--- PROVIDED RECORDS Enclosed Below ---

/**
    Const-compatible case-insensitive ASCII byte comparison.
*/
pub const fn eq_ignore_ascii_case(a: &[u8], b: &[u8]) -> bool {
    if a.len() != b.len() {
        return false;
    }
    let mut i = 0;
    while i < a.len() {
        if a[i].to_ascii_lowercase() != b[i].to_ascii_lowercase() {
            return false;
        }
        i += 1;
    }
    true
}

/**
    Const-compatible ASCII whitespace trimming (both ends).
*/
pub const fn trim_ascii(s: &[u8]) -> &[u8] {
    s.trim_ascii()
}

--- End of Enclosed PROVIDED RECORDS ---

§ **TRY IT**:
Respond with a number only, the count of lines in the entries where the string "compatible" occurs.

§ **TASK RESULT**:
2